Get started View on GitHub

72 µs

Warm query latency (repeated query)

25x

ANN index speedup on cold queries

Object-storage requests per cache hit

Search modes: vector, FTS, hybrid

How it works

Firn stores every namespace under its own object-storage prefix using LanceDB as the storage engine. A tiered cache powered by foyer sits in front of the backend, serving repeated queries from RAM or NVMe in microseconds instead of milliseconds. Single-vector queries can also opt into semantic caching, where a near-duplicate query may reuse a previous top-k result when its vector clears your cosine-similarity threshold. Writes automatically invalidate both cache layers for the affected namespace, because the cache key carries the Lance table version and every committed write advances it.

The result: your data lives cheaply on object storage, but hot and near-duplicate queries can feel local. The /metrics endpoint shows exactly how many backend requests the exact and semantic cache layers are saving you.

New in 0.6.0: native Google Cloud Storage support. Set FIRNFLOW_STORAGE_URI=gs://your-bucket and Firn routes through lancedb's native GCS backend, using the GCS XML API's generation precondition (x-goog-if-generation-match: 0) instead of If-None-Match: *. Validated by the same 100-run Lance concurrent-writer stress that gates every other backend. Switching between AWS S3, MinIO, Cloudflare R2, Tigris, DigitalOcean Spaces, and native GCS is a single env-var change — see the backend configuration recipes.

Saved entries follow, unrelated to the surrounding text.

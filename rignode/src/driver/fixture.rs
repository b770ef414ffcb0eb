//! Deterministic driver for tests: fixed frame contents, and an optional
//! injected failure some time after start.

use std::path::{Path, PathBuf};
use std::time::{Duration, Instant};

use async_trait::async_trait;
use tokio::fs::OpenOptions;
use tokio::io::AsyncWriteExt;
use tokio::sync::{oneshot, watch};
use tokio::task::JoinHandle;

use super::{CameraDriver, CameraHandle, DriverReport};
use crate::config::DriverConfig;

const FRAME: &[u8] = b"FIXTURE_FRAME___";

pub struct FixtureDriver {
    cfg: DriverConfig,
}

impl FixtureDriver {
    pub fn new(cfg: DriverConfig) -> Self {
        Self { cfg }
    }
}

#[async_trait]
impl CameraDriver for FixtureDriver {
    fn detected(&self) -> bool {
        true
    }

    fn model(&self) -> String {
        "fixture".to_string()
    }

    async fn open(&self, path: &Path) -> anyhow::Result<Box<dyn CameraHandle>> {
        tokio::fs::File::create(path).await?;
        let (failure_tx, _) = watch::channel(None);
        Ok(Box::new(FixtureHandle {
            path: path.to_path_buf(),
            cfg: self.cfg.clone(),
            started_at: None,
            stop_tx: None,
            writer: None,
            failure_tx,
        }))
    }
}

struct FixtureHandle {
    path: PathBuf,
    cfg: DriverConfig,
    started_at: Option<Instant>,
    stop_tx: Option<oneshot::Sender<()>>,
    writer: Option<JoinHandle<u64>>,
    failure_tx: watch::Sender<Option<String>>,
}

#[async_trait]
impl CameraHandle for FixtureHandle {
    async fn start(&mut self) -> anyhow::Result<()> {
        let mut file = OpenOptions::new().append(true).open(&self.path).await?;
        let (stop_tx, mut stop_rx) = oneshot::channel::<()>();
        let tick = Duration::from_millis(self.cfg.frame_interval_ms);
        let failure_tx = self.failure_tx.clone();
        let fail_after = self.cfg.fail_after_ms.map(Duration::from_millis);
        let writer = tokio::spawn(async move {
            let begun = Instant::now();
            let mut written: u64 = 0;
            let mut interval = tokio::time::interval(tick);
            loop {
                tokio::select! {
                    _ = &mut stop_rx => break,
                    _ = interval.tick() => {
                        if let Some(after) = fail_after {
                            if begun.elapsed() >= after {
                                let _ = failure_tx.send(Some("injected fixture failure".to_string()));
                                break;
                            }
                        }
                        if file.write_all(FRAME).await.is_err() {
                            let _ = failure_tx.send(Some("write error".to_string()));
                            break;
                        }
                        written += FRAME.len() as u64;
                    }
                }
            }
            let _ = file.flush().await;
            written
        });
        self.started_at = Some(Instant::now());
        self.stop_tx = Some(stop_tx);
        self.writer = Some(writer);
        Ok(())
    }

    async fn stop(&mut self, grace: Duration) -> anyhow::Result<DriverReport> {
        if let Some(tx) = self.stop_tx.take() {
            let _ = tx.send(());
        }
        if let Some(writer) = self.writer.take() {
            let _ = tokio::time::timeout(grace, writer).await;
        }
        let size_bytes = tokio::fs::metadata(&self.path).await.map(|m| m.len())?;
        Ok(DriverReport {
            size_bytes,
            duration_secs: self
                .started_at
                .map(|t| t.elapsed().as_secs_f64())
                .unwrap_or(0.0),
            dropped_frames: 0,
        })
    }

    async fn abort(&mut self) {
        if let Some(tx) = self.stop_tx.take() {
            let _ = tx.send(());
        }
        if let Some(writer) = self.writer.take() {
            writer.abort();
        }
        let _ = tokio::fs::remove_file(&self.path).await;
    }

    fn failures(&self) -> watch::Receiver<Option<String>> {
        self.failure_tx.subscribe()
    }
}
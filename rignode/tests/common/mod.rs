use std::net::{IpAddr, Ipv4Addr, SocketAddr};
use std::path::Path;

use tokio::net::TcpListener;

use rignode::config::{Config, PeerSeed};

pub struct NodeSpec {
    pub id: &'static str,
    pub port: u16,
}

impl NodeSpec {
    pub fn endpoint(&self) -> String {
        format!("http://127.0.0.1:{}", self.port)
    }
}

pub fn pick_ports(count: usize) -> Vec<u16> {
    let mut ports = std::collections::BTreeSet::new();
    while ports.len() < count {
        ports.insert(portpicker::pick_unused_port().expect("pick unused port"));
    }
    ports.into_iter().collect()
}

pub fn node_config(
    spec: &NodeSpec,
    master: &NodeSpec,
    peers: &[NodeSpec],
    root: &Path,
) -> Config {
    let mut cfg = Config::default();
    cfg.node.id = spec.id.to_string();
    cfg.node.endpoint = spec.endpoint();
    cfg.http.listen = SocketAddr::new(IpAddr::V4(Ipv4Addr::LOCALHOST), spec.port);
    cfg.storage.recordings_root = root.join(spec.id);
    cfg.storage.min_free_bytes = 0;
    cfg.sync.is_master = spec.id == master.id;
    cfg.sync.master_endpoint = master.endpoint();
    cfg.sync.interval_secs = 1;
    cfg.driver.kind = "fixture".to_string();
    cfg.driver.frame_interval_ms = 10;
    cfg.driver.stop_grace_secs = 2;
    cfg.driver.test_duration_secs = 1;
    cfg.offload.auto_upload = false;
    cfg.cluster.peers = peers
        .iter()
        .map(|p| PeerSeed {
            node_id: p.id.to_string(),
            endpoint: p.endpoint(),
        })
        .collect();
    cfg
}

pub async fn spawn_node(cfg: Config) {
    let listener = TcpListener::bind(cfg.http.listen).await.unwrap();
    tokio::spawn(rignode::serve(cfg, listener, std::future::pending()));
}

/// Force a sync pass so slaves pass the arm gate deterministically.
pub async fn trigger_sync(client: &reqwest::Client, endpoint: &str) {
    let resp = client
        .post(format!("{}{}", endpoint, api::path::SYNC_TRIGGER))
        .json(&serde_json::json!({}))
        .send()
        .await
        .unwrap();
    assert!(resp.status().is_success(), "sync trigger failed");
}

Production hardening, new in 0.5.0: optional bearer-token authentication with a read/write and admin scope split, optional tower-governor rate limiting keyed on the validated principal, and an opt-in /metrics token. See configuration and deployment.

Documentation

Quickstart

Docker Compose up, first upsert, first query, and check your metrics.

API Reference

All nine endpoints with request and response schemas, status codes, and curl examples.

Configuration

Environment variables for object-storage backends (S3-family and native GCS), cache sizing, bind address, and logging.

Architecture

Tiered storage, cache invalidation, namespace isolation, and the query and write paths.

Deployment

Run locally with Docker Compose, deploy to production with the multi-stage Dockerfile, against AWS S3, MinIO, Cloudflare R2, Tigris, DigitalOcean Spaces, or native Google Cloud Storage.

Monitoring

Prometheus metrics, PromQL examples, alerting rules, and Grafana dashboard guidance.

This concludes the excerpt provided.